(Records drawn from a dataset)
=== Begin Enclosure ===

//! Pagination parameters for list endpoints.

use serde::Deserialize;

pub const DEFAULT_PER_PAGE: u64 = 25;
pub const MAX_PER_PAGE: u64 = 100;

/// Largest offset handed to storage; fits a signed 64-bit column.
pub const MAX_OFFSET: u64 = i64::MAX as u64;

/// Page selection, 1-based.
///
/// - `per-page`: 1..=100, default 25
/// - `page`: >= 1, default 1
#[derive(Debug, Clone, Copy, PartialEq, Eq, Deserialize)]
pub struct PageRequest {
    #[serde(default = "default_per_page", rename = "per-page")]
    pub per_page: u64,
    #[serde(default = "default_page")]
    pub page: u64,
}

fn default_per_page() -> u64 {
    DEFAULT_PER_PAGE
}

fn default_page() -> u64 {
    1
}

impl Default for PageRequest {
    fn default() -> Self {
        Self {
            per_page: DEFAULT_PER_PAGE,
            page: 1,
        }
    }
}

impl PageRequest {
    /// Clamp into the valid ranges. Call after deserializing query params.
    pub fn clamped(self) -> Self {
        Self {
            per_page: self.per_page.clamp(1, MAX_PER_PAGE),
            page: self.page.max(1),
        }
    }

    /// Row offset of the first item on this page.
    pub fn offset(self) -> u64 {
        let p = self.clamped();
        (p.page - 1).saturating_mul(p.per_page).min(MAX_OFFSET)
    }
}
use axum::{
    Router,
    extract::State,
    http::StatusCode,
    routing::{get, post},
};

use aeroride_core::health::{healthz, readiness};
use aeroride_core::middleware::{propagate_request_id_layer, request_id_layer, trace_layer};

use crate::handlers::{
    estimate::estimate_fare,
    ride::{create_ride, delete_ride, get_ride, list_rides, update_ride},
    ticket::{scan_ticket, verify_ticket},
};
use crate::infra::db::ping;
use crate::state::AppState;

async fn readyz(State(state): State<AppState>) -> StatusCode {
    readiness(ping(&state.db).await)
}

pub fn build_router(state: AppState) -> Router {
    Router::new()
        // Health
        .route("/healthz", get(healthz))
        .route("/readyz", get(readyz))
        // Fares
        .route("/rides/estimate", post(estimate_fare))
        // Bookings
        .route("/rides", get(list_rides).post(create_ride))
        // Tickets
        .route("/rides/tickets/scan", post(scan_ticket))
        .route("/rides/tickets/{qr_code}", get(verify_ticket))
        .route(
            "/rides/{id}",
            get(get_ride).patch(update_ride).delete(delete_ride),
        )
        .layer(propagate_request_id_layer())
        .layer(trace_layer())
        .layer(request_id_layer())
        .with_state(state)
}
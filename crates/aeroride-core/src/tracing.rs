use tracing_subscriber::{EnvFilter, fmt, layer::SubscriberExt, util::SubscriberInitExt};

/// Initialize structured stdout tracing. Call once at service startup.
/// JSON lines, filtered by `RUST_LOG` (defaults to `info` when unset).
///
/// Subsequent calls are ignored.
pub fn init_tracing() {
    let filter = EnvFilter::try_from_default_env().unwrap_or_else(|_| EnvFilter::new("info"));
    let _ = tracing_subscriber::registry()
        .with(filter)
        .with(fmt::layer().json())
        .try_init();
}
use sea_orm_migration::prelude::*;

#[tokio::main]
async fn main() {
    cli::run_cli(aeroride_auth_migration::Migrator).await;
}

=== End Enclosure ===

> [What needs to be done]:
Using the records above, copy every line that has the word "impl" in it.

> [Task result]:
impl Default for PageRequest {
impl PageRequest {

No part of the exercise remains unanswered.